Go through the entries below and print each one exactly.

====================

impl Dispatcher {
    /// Build a dispatcher with explicit collaborators.
    pub fn new(
        timing: TimingConfig,
        clock: Box<dyn Clock>,
        surface: Box<dyn Surface>,
        markers: Box<dyn MarkerProvider>,
    ) -> Self {
        Self {
            timing,
            clock,
            surface,
            markers,
            points: Vec::new(),
            next_id: 1,
            active: false,
            pending: None,
            on_start: None,
            on_stop: None,
        }
    }

    /// Monotonic clock, no markers, the given surface.
    pub fn with_surface(timing: TimingConfig, surface: Box<dyn Surface>) -> Self {
        Self::new(
            timing,
            Box::new(MonotonicClock::start()),
            surface,
            Box::new(NullMarkerProvider),
        )
    }

    /// Fully inert collaborators; useful for dry runs.
    pub fn headless(timing: TimingConfig) -> Self {
        Self::with_surface(timing, Box::new(NullSurface))
    }

    /// Observer invoked on every Idle → Active transition.
    pub fn on_start(&mut self, callback: impl FnMut(&mut Dispatcher) + 'static) {
        self.on_start = Some(Box::new(callback));
    }

    /// Observer invoked on every Active → Idle transition.
    pub fn on_stop(&mut self, callback: impl FnMut(&mut Dispatcher) + 'static) {
        self.on_stop = Some(Box::new(callback));
    }

    /// Create a new contact. The first one ever created is the primary.
    pub fn create_point(&mut self, spec: PointerSpec) -> PointerId {
        let id = self.next_id;
        self.next_id += 1;
        let primary = self.points.is_empty() && id == 1;

        let initial = ContactState {
            x: spec.x,
            y: spec.y,
            down: false,
            pressure: spec.pressure.clamp(0.0, 1.0),
            tilt_x: spec.tilt_x,
            tilt_y: spec.tilt_y,
            width: spec.width,
            height: spec.height,
        };
        let marker = self.markers.create(spec.kind, id);

        tracing::debug!(id, kind = ?spec.kind, primary, "Point created");
        self.points
            .push(MovablePoint::new(id, spec.kind, primary, initial, marker));
        id
    }

    /// Borrow a contact for queueing. `None` for an unknown id.
    pub fn point(&mut self, id: PointerId) -> Option<PointHandle<'_>> {
        let index = self.points.iter().position(|p| p.id() == id)?;
        Some(PointHandle {
            dispatcher: self,
            index,
        })
    }

    /// Read-only view of a contact.
    pub fn get(&self, id: PointerId) -> Option<&MovablePoint> {
        self.points.iter().find(|p| p.id() == id)
    }

    /// All contacts, in creation order.
    pub fn points(&self) -> impl Iterator<Item = &MovablePoint> {
        self.points.iter()
    }

    /// Whether any point has pending movements.
    pub fn is_active(&self) -> bool {
        self.active
    }

    /// The pending flush deadline, if scheduled.
    pub fn pending_deadline(&self) -> Option<Deadline> {
        self.pending
    }

    /// Current engine time.
    pub fn now_ms(&self) -> TimestampMs {
        self.clock.now_ms()
    }

    /// Pad every point's timeline so their next movements start together:
    /// the latest queued end time (or now, with nothing pending) plus
    /// `delay_ms`.
    pub fn sync(&mut self, delay_ms: u64) {
        let now = self.clock.now_ms();
        let until = self
            .points
            .iter()
            .filter(|p| !p.is_idle())
            .map(|p| p.moves_until())
            .max()
            .unwrap_or(now)
            + delay_ms;

        for point in &mut self.points {
            point.wait_until(until, now);
        }
        if !self.points.is_empty() {
            self.wake();
        }
    }

    /// Run one flush if its deadline has passed. Frame deadlines fire on
    /// any call, since the caller is the frame tick. Returns whether a
    /// flush ran.
    pub fn pump(&mut self, now: TimestampMs) -> bool {
        if !self.active {
            return false;
        }
        match self.pending {
            Some(Deadline::At(at)) if now >= at => {
                self.flush(now);
                true
            }
            Some(Deadline::NextFrame) => {
                self.flush(now);
                true
            }
            _ => false,
        }
    }

    /// Drive the dispatcher with tokio timers until every point is idle.
    ///
    /// Strictly sequential: one flush at a time, suspension between them.
    /// Dropping the returned future cancels the pending flush.
    pub async fn run_until_idle(&mut self) {
        while self.active {
            let Some(deadline) = self.pending else {
                break;
            };
            match deadline {
                Deadline::At(at) => {
                    let now = self.clock.now_ms();
                    if at > now {
                        tokio::time::sleep(Duration::from_millis(at - now)).await;
                    }
                }
                Deadline::NextFrame => {
                    tokio::time::sleep(Duration::from_millis(frame_interval(&self.timing))).await;
                }
            }
            let now = self.clock.now_ms();
            self.flush(now);
        }
    }

    /// One flush step: broadcast the tick, sample every point at `now`,
    /// deliver what they emit, then reschedule or go idle.
    pub fn flush(&mut self, now: TimestampMs) {
        if !self.active {
            return;
        }
        self.pending = None;
        self.surface.broadcast(GesturePhase::Ticked);

        let single_step = is_single_step(&self.timing);
        // Fast strategies land exactly on the soonest movement boundary
        // even when the timer fires marginally early.
        let now = if single_step {
            self.soonest_boundary().map_or(now, |b| now.max(b))
        } else {
            now
        };

        let mut emitted = 0usize;
        for i in 0..self.points.len() {
            if let Some(event) = self.points[i].sample(now, single_step) {
                emitted += 1;
                if let Err(e) = self.surface.deliver(&event) {
                    tracing::warn!(error = %e, pointer = event.pointer_id, "Event delivery failed");
                }
            }
        }
        tracing::trace!(now, emitted, "Flush complete");

        if self.points.iter().all(|p| p.is_idle()) {
            self.active = false;
            tracing::debug!(now, "Dispatcher idle");
            // Stopped goes out before the callback runs: the callback may
            // requeue and re-wake, and listeners must see the cycles in order.
            self.surface.broadcast(GesturePhase::Stopped);
            self.fire_stop();
        } else {
            self.pending = Some(self.next_deadline(now));
        }
    }

    /// Idle → Active transition; idempotent while active.
    fn wake(&mut self) {
        if self.active {
            return;
        }
        self.active = true;
        tracing::debug!("Dispatcher active");
        self.fire_start();
        self.surface.broadcast(GesturePhase::Started);

        if matches!(self.timing, TimingConfig::Instant) {
            self.drain();
        } else {
            let now = self.clock.now_ms();
            self.pending = Some(self.next_deadline(now));
        }
    }

    /// Synchronous drain for the instant strategy: flush one step at a
    /// time, wall clock ignored, until everything is idle.
    fn drain(&mut self) {
        while self.active {
            let now = self.clock.now_ms();
            self.flush(now);
        }
    }

    fn next_deadline(&self, now: TimestampMs) -> Deadline {
        match self.timing {
            TimingConfig::FixedInterval { interval_ms } => Deadline::At(now + interval_ms),
            TimingConfig::Minimal | TimingConfig::Instant => {
                Deadline::At(self.soonest_boundary().unwrap_or(now).max(now))
            }
            TimingConfig::PeriodicFrame { .. } | TimingConfig::FastPeriodicFrame { .. } => {
                Deadline::NextFrame
            }
        }
    }

    /// Earliest head-movement end time among busy points.
    fn soonest_boundary(&self) -> Option<TimestampMs> {
        self.points.iter().filter_map(|p| p.next_move_end()).min()
    }

    fn fire_start(&mut self) {
        if let Some(mut callback) = self.on_start.take() {
            callback(self);
            if self.on_start.is_none() {
                self.on_start = Some(callback);
            }
        }
    }

    fn fire_stop(&mut self) {
        if let Some(mut callback) = self.on_stop.take() {
            callback(self);
            if self.on_stop.is_none() {
                self.on_stop = Some(callback);
            }
        }
    }
}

====================

** Result **
impl Dispatcher {
    /// Build a dispatcher with explicit collaborators.
    pub fn new(
        timing: TimingConfig,
        clock: Box<dyn Clock>,
        surface: Box<dyn Surface>,
        markers: Box<dyn MarkerProvider>,
    ) -> Self {
        Self {
            timing,
            clock,
            surface,
            markers,
            points: Vec::new(),
            next_id: 1,
            active: false,
            pending: None,
            on_start: None,
            on_stop: None,
        }
    }

    /// Monotonic clock, no markers, the given surface.
    pub fn with_surface(timing: TimingConfig, surface: Box<dyn Surface>) -> Self {
        Self::new(
            timing,
            Box::new(MonotonicClock::start()),
            surface,
            Box::new(NullMarkerProvider),
        )
    }

    /// Fully inert collaborators; useful for dry runs.
    pub fn headless(timing: TimingConfig) -> Self {
        Self::with_surface(timing, Box::new(NullSurface))
    }

    /// Observer invoked on every Idle → Active transition.
    pub fn on_start(&mut self, callback: impl FnMut(&mut Dispatcher) + 'static) {
        self.on_start = Some(Box::new(callback));
    }

    /// Observer invoked on every Active → Idle transition.
    pub fn on_stop(&mut self, callback: impl FnMut(&mut Dispatcher) + 'static) {
        self.on_stop = Some(Box::new(callback));
    }

    /// Create a new contact. The first one ever created is the primary.
    pub fn create_point(&mut self, spec: PointerSpec) -> PointerId {
        let id = self.next_id;
        self.next_id += 1;
        let primary = self.points.is_empty() && id == 1;

        let initial = ContactState {
            x: spec.x,
            y: spec.y,
            down: false,
            pressure: spec.pressure.clamp(0.0, 1.0),
            tilt_x: spec.tilt_x,
            tilt_y: spec.tilt_y,
            width: spec.width,
            height: spec.height,
        };
        let marker = self.markers.create(spec.kind, id);

        tracing::debug!(id, kind = ?spec.kind, primary, "Point created");
        self.points
            .push(MovablePoint::new(id, spec.kind, primary, initial, marker));
        id
    }

    /// Borrow a contact for queueing. `None` for an unknown id.
    pub fn point(&mut self, id: PointerId) -> Option<PointHandle<'_>> {
        let index = self.points.iter().position(|p| p.id() == id)?;
        Some(PointHandle {
            dispatcher: self,
            index,
        })
    }

    /// Read-only view of a contact.
    pub fn get(&self, id: PointerId) -> Option<&MovablePoint> {
        self.points.iter().find(|p| p.id() == id)
    }

    /// All contacts, in creation order.
    pub fn points(&self) -> impl Iterator<Item = &MovablePoint> {
        self.points.iter()
    }

    /// Whether any point has pending movements.
    pub fn is_active(&self) -> bool {
        self.active
    }

    /// The pending flush deadline, if scheduled.
    pub fn pending_deadline(&self) -> Option<Deadline> {
        self.pending
    }

    /// Current engine time.
    pub fn now_ms(&self) -> TimestampMs {
        self.clock.now_ms()
    }

    /// Pad every point's timeline so their next movements start together:
    /// the latest queued end time (or now, with nothing pending) plus
    /// `delay_ms`.
    pub fn sync(&mut self, delay_ms: u64) {
        let now = self.clock.now_ms();
        let until = self
            .points
            .iter()
            .filter(|p| !p.is_idle())
            .map(|p| p.moves_until())
            .max()
            .unwrap_or(now)
            + delay_ms;

        for point in &mut self.points {
            point.wait_until(until, now);
        }
        if !self.points.is_empty() {
            self.wake();
        }
    }

    /// Run one flush if its deadline has passed. Frame deadlines fire on
    /// any call, since the caller is the frame tick. Returns whether a
    /// flush ran.
    pub fn pump(&mut self, now: TimestampMs) -> bool {
        if !self.active {
            return false;
        }
        match self.pending {
            Some(Deadline::At(at)) if now >= at => {
                self.flush(now);
                true
            }
            Some(Deadline::NextFrame) => {
                self.flush(now);
                true
            }
            _ => false,
        }
    }

    /// Drive the dispatcher with tokio timers until every point is idle.
    ///
    /// Strictly sequential: one flush at a time, suspension between them.
    /// Dropping the returned future cancels the pending flush.
    pub async fn run_until_idle(&mut self) {
        while self.active {
            let Some(deadline) = self.pending else {
                break;
            };
            match deadline {
                Deadline::At(at) => {
                    let now = self.clock.now_ms();
                    if at > now {
                        tokio::time::sleep(Duration::from_millis(at - now)).await;
                    }
                }
                Deadline::NextFrame => {
                    tokio::time::sleep(Duration::from_millis(frame_interval(&self.timing))).await;
                }
            }
            let now = self.clock.now_ms();
            self.flush(now);
        }
    }

    /// One flush step: broadcast the tick, sample every point at `now`,
    /// deliver what they emit, then reschedule or go idle.
    pub fn flush(&mut self, now: TimestampMs) {
        if !self.active {
            return;
        }
        self.pending = None;
        self.surface.broadcast(GesturePhase::Ticked);

        let single_step = is_single_step(&self.timing);
        // Fast strategies land exactly on the soonest movement boundary
        // even when the timer fires marginally early.
        let now = if single_step {
            self.soonest_boundary().map_or(now, |b| now.max(b))
        } else {
            now
        };

        let mut emitted = 0usize;
        for i in 0..self.points.len() {
            if let Some(event) = self.points[i].sample(now, single_step) {
                emitted += 1;
                if let Err(e) = self.surface.deliver(&event) {
                    tracing::warn!(error = %e, pointer = event.pointer_id, "Event delivery failed");
                }
            }
        }
        tracing::trace!(now, emitted, "Flush complete");

        if self.points.iter().all(|p| p.is_idle()) {
            self.active = false;
            tracing::debug!(now, "Dispatcher idle");
            // Stopped goes out before the callback runs: the callback may
            // requeue and re-wake, and listeners must see the cycles in order.
            self.surface.broadcast(GesturePhase::Stopped);
            self.fire_stop();
        } else {
            self.pending = Some(self.next_deadline(now));
        }
    }

    /// Idle → Active transition; idempotent while active.
    fn wake(&mut self) {
        if self.active {
            return;
        }
        self.active = true;
        tracing::debug!("Dispatcher active");
        self.fire_start();
        self.surface.broadcast(GesturePhase::Started);

        if matches!(self.timing, TimingConfig::Instant) {
            self.drain();
        } else {
            let now = self.clock.now_ms();
            self.pending = Some(self.next_deadline(now));
        }
    }

    /// Synchronous drain for the instant strategy: flush one step at a
    /// time, wall clock ignored, until everything is idle.
    fn drain(&mut self) {
        while self.active {
            let now = self.clock.now_ms();
            self.flush(now);
        }
    }

    fn next_deadline(&self, now: TimestampMs) -> Deadline {
        match self.timing {
            TimingConfig::FixedInterval { interval_ms } => Deadline::At(now + interval_ms),
            TimingConfig::Minimal | TimingConfig::Instant => {
                Deadline::At(self.soonest_boundary().unwrap_or(now).max(now))
            }
            TimingConfig::PeriodicFrame { .. } | TimingConfig::FastPeriodicFrame { .. } => {
                Deadline::NextFrame
            }
        }
    }

    /// Earliest head-movement end time among busy points.
    fn soonest_boundary(&self) -> Option<TimestampMs> {
        self.points.iter().filter_map(|p| p.next_move_end()).min()
    }

    fn fire_start(&mut self) {
        if let Some(mut callback) = self.on_start.take() {
            callback(self);
            if self.on_start.is_none() {
                self.on_start = Some(callback);
            }
        }
    }

    fn fire_stop(&mut self) {
        if let Some(mut callback) = self.on_stop.take() {
            callback(self);
            if self.on_stop.is_none() {
                self.on_stop = Some(callback);
            }
        }
    }
}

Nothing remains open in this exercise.